Not only were they not free, they were informed that they owed the company a single. They proceeded to record a track called "Cocksucker Blues.” Naturally, Decca refused to release the song. Instead, the label released "Street Fighting Man" and Allen Klein made a deal to retain partial copyright ownership of "Brown Sugar" and "Wild Horses.”
Now that their deal with the devil was done, they began work on Sticky Fingers. It was the first LP released on the Rolling Stones’ own label, as well as the first to feature the world famous John Pasche designed tongue and lips logo.
The opening riff on "Brown Sugar" was all Keith Richards, but the unsung star of this album is Mick Taylor, the newest member of the band. His contributions on the tracks "Can't You Hear Me Knocking" and "I Got the Blues" are clear evidence that a new era for the Stones was being ushered in. Sticky Fingers manages to pull off the difficult task of simultaneously offering a loving nod to the Stones' bluesy past and a foreshadowing of their hazy drug-fueled future.
Sticky Fingers is a night out on the town with an old friend whom your significant other kind of likes, but knows will get you very drunk and render you useless the following day. Your night starts out at a very cool bar in New York City (the old, really cool New York City, not the one that exists today). You've already told yourself that you’ll have just a couple, but then you're heading straight home.
"Brown Sugar" is that song that makes your ears perk up once you hear that opening guitar. It brings you to a familiar place and you're at ease. "Sway" and "Wild Horses" is that point in the evening where your friend, this free spirit whose life, free of responsibility, you sometimes envy, tells you about the person who's captured his heart. Once you're over the shock that your friend even has a heart, you can’t help but say to yourself "damn!” By the time "Can't You Hear Me Knocking" rolls along, your friend manages to convince you to down three shots of Jameson's. At this point, you know you're in for the long-haul. "You Gotta Move" and "Bitch" is that inevitable conversation you have about lovers long gone.

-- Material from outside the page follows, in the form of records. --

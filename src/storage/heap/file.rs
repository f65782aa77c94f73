use crate::{
    buffer_pool::BufferPool,
    error::DbError,
    storage::{
        heap::page::{HeapPage, NO_PAGE},
        Rid, Schema, Tuple,
    },
    transaction::{log_manager::LogManager, Transaction},
    types::DbResult,
    utils::HandyRwLock,
};

/// The on-disk heap for one table: an unordered sequence of fixed-size
/// slotted pages. Record layout and slot count are derived once from
/// the table's schema and the configured page size.
pub struct HeapFile {
    table_id: u32,
    record_size: usize,
    records_per_page: usize,
}

impl HeapFile {
    pub fn new(table_id: u32, record_size: usize, page_size: usize) -> Self {
        let records_per_page = HeapPage::capacity_for(record_size, page_size).max(1);
        Self { table_id, record_size, records_per_page }
    }

    pub fn records_per_page(&self) -> usize {
        self.records_per_page
    }

    /// Number of data pages (page 0 is the file's header, not a data page).
    pub fn page_count(&self, buffer_pool: &mut BufferPool) -> DbResult<u32> {
        let header = buffer_pool.fetch_heap_header(self.table_id, self.record_size, self.records_per_page)?;
        let count = header.rl().page_count;
        buffer_pool.unpin_heap_header(self.table_id, false);
        Ok(count)
    }

    /// Inserts into the head of the free-page list (allocating a new page
    /// if the list is empty), logs the change, and re-links the free list
    /// to match spec.md's "choose the head of the free-page list" / "if
    /// the page becomes full, unlink it" contract.
    pub fn insert(
        &self,
        tx: &Transaction,
        log_manager: &mut LogManager,
        buffer_pool: &mut BufferPool,
        schema: &Schema,
        tuple: &Tuple,
    ) -> DbResult<Rid> {
        let bytes = tuple.to_bytes(schema);

        let header_pod = buffer_pool.fetch_heap_header(self.table_id, self.record_size, self.records_per_page)?;
        let free_head = header_pod.rl().first_free_page;

        let (page_no, page_pod) = if free_head != NO_PAGE {
            let page_pod = buffer_pool.fetch_heap_page(self.table_id, free_head, self.record_size, self.records_per_page)?;
            (free_head, page_pod)
        } else {
            let page_no = header_pod.rl().page_count + 1;
            let page_pod = buffer_pool.new_heap_page(self.table_id, page_no, self.record_size, self.records_per_page)?;
            header_pod.wl().page_count = page_no;
            (page_no, page_pod)
        };

        let slot = page_pod
            .rl()
            .first_free_slot()
            .ok_or_else(|| DbError::corruption(format!("free-list page {} has no free slot", page_no)))?;
        let rid = Rid::new(page_no, slot as u32);
        let lsn = log_manager.log_insert(tx.get_id(), self.table_id, rid, bytes.clone())?;

        let (became_full, next_free_page) = {
            let mut page = page_pod.wl();
            page.set_record(slot, &bytes);
            page.set_page_lsn(lsn as u64);
            (page.is_full(), page.next_free_page())
        };

        if free_head == NO_PAGE {
            // brand new page: link it onto the free list unless it filled on its first insert.
            if !became_full {
                let mut header = header_pod.wl();
                page_pod.wl().set_next_free_page(header.first_free_page);
                header.first_free_page = page_no;
            }
        } else if became_full {
            // was the list head and just filled up: unlink it.
            header_pod.wl().first_free_page = next_free_page;
        }

        buffer_pool.unpin_heap_page(self.table_id, page_no, true);
        buffer_pool.unpin_heap_header(self.table_id, true);

        Ok(rid)
    }

    /// Inserts every tuple in `tuples`, one INSERT log record per row,
    /// as used by the bulk `LOAD` operator. Just a loop over `insert`:
    /// there is no page-fill shortcut worth the complexity at the sizes
    /// this engine targets.
    pub fn bulk_insert(
        &self,
        tx: &Transaction,
        log_manager: &mut LogManager,
        buffer_pool: &mut BufferPool,
        schema: &Schema,
        tuples: &[Tuple],
    ) -> DbResult<Vec<Rid>> {
        tuples.iter().map(|t| self.insert(tx, log_manager, buffer_pool, schema, t)).collect()
    }

    pub fn get(&self, buffer_pool: &mut BufferPool, schema: &Schema, rid: Rid) -> DbResult<Option<Tuple>> {
        let page_pod = buffer_pool.fetch_heap_page(self.table_id, rid.page_no, self.record_size, self.records_per_page)?;
        let tuple = {
            let page = page_pod.rl();
            page.get_record(rid.slot_no as usize).map(|bytes| Tuple::from_bytes(schema, bytes))
        };
        buffer_pool.unpin_heap_page(self.table_id, rid.page_no, false);
        Ok(tuple)
    }

    pub fn delete(
        &self,
        tx: &Transaction,
        log_manager: &mut LogManager,
        buffer_pool: &mut BufferPool,
        rid: Rid,
    ) -> DbResult<()> {
        let page_pod = buffer_pool.fetch_heap_page(self.table_id, rid.page_no, self.record_size, self.records_per_page)?;
        let before = {
            let page = page_pod.rl();
            page.get_record(rid.slot_no as usize)
                .ok_or_else(|| DbError::RecordNotFound(format!("{}", rid)))?
                .to_vec()
        };
        let lsn = log_manager.log_delete(tx.get_id(), self.table_id, rid, before)?;
        let was_full = page_pod.rl().is_full();
        {
            let mut page = page_pod.wl();
            page.clear_slot(rid.slot_no as usize);
            page.set_page_lsn(lsn as u64);
        }
        buffer_pool.unpin_heap_page(self.table_id, rid.page_no, true);

        if was_full {
            // page was off the free list (full pages never are); relink it at the head.
            let header_pod = buffer_pool.fetch_heap_header(self.table_id, self.record_size, self.records_per_page)?;
            let prior_head = header_pod.rl().first_free_page;
            let page_pod = buffer_pool.fetch_heap_page(self.table_id, rid.page_no, self.record_size, self.records_per_page)?;
            page_pod.wl().set_next_free_page(prior_head);
            buffer_pool.unpin_heap_page(self.table_id, rid.page_no, false);
            header_pod.wl().first_free_page = rid.page_no;
            buffer_pool.unpin_heap_header(self.table_id, true);
        }
        Ok(())
    }

    pub fn update(
        &self,
        tx: &Transaction,
        log_manager: &mut LogManager,
        buffer_pool: &mut BufferPool,
        schema: &Schema,
        rid: Rid,
        new_tuple: &Tuple,
    ) -> DbResult<()> {
        let page_pod = buffer_pool.fetch_heap_page(self.table_id, rid.page_no, self.record_size, self.records_per_page)?;
        let before = {
            let page = page_pod.rl();
            page.get_record(rid.slot_no as usize)
                .ok_or_else(|| DbError::RecordNotFound(format!("{}", rid)))?
                .to_vec()
        };
        let after = new_tuple.to_bytes(schema);
        let lsn = log_manager.log_update(tx.get_id(), self.table_id, rid, before, after.clone())?;
        {
            let mut page = page_pod.wl();
            page.set_record(rid.slot_no as usize, &after);
            page.set_page_lsn(lsn as u64);
        }
        buffer_pool.unpin_heap_page(self.table_id, rid.page_no, true);
        Ok(())
    }
}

"I Got The Blues" features an amazingly soulful, gospel-like organ solo by Billy Preston, who I believe was put on this earth to oversee the remains of shattered rock icons. To me, this particular track stands out because of its Muscle Shoals/Stax influences. It's the song that Otis Redding never got to sing.
"Sister Morphine” is a first person confessional about someone deep in the throes of a serious drug problem. This particular track definitely lets us know that Keith Richards is in a whole heap of trouble with clear indications that it is not going to get better. It didn't. “Dead Flowers" and "Moonlight Mile" round out the LP. They are that long cab ride home at four in the morning from Alphabet City in that aforementioned New York City that we all miss dearly.
Sticky Fingers is that old friend you miss dearly. You love hearing the stories. You don't mind knocking back a few and feeling like you're living on the edge for a little bit with the full knowledge that you can return safely to the world you enjoy now. Thank you Sticky Fingers, my troubled yet brilliant friend. For the past 45 years, you've never let me down.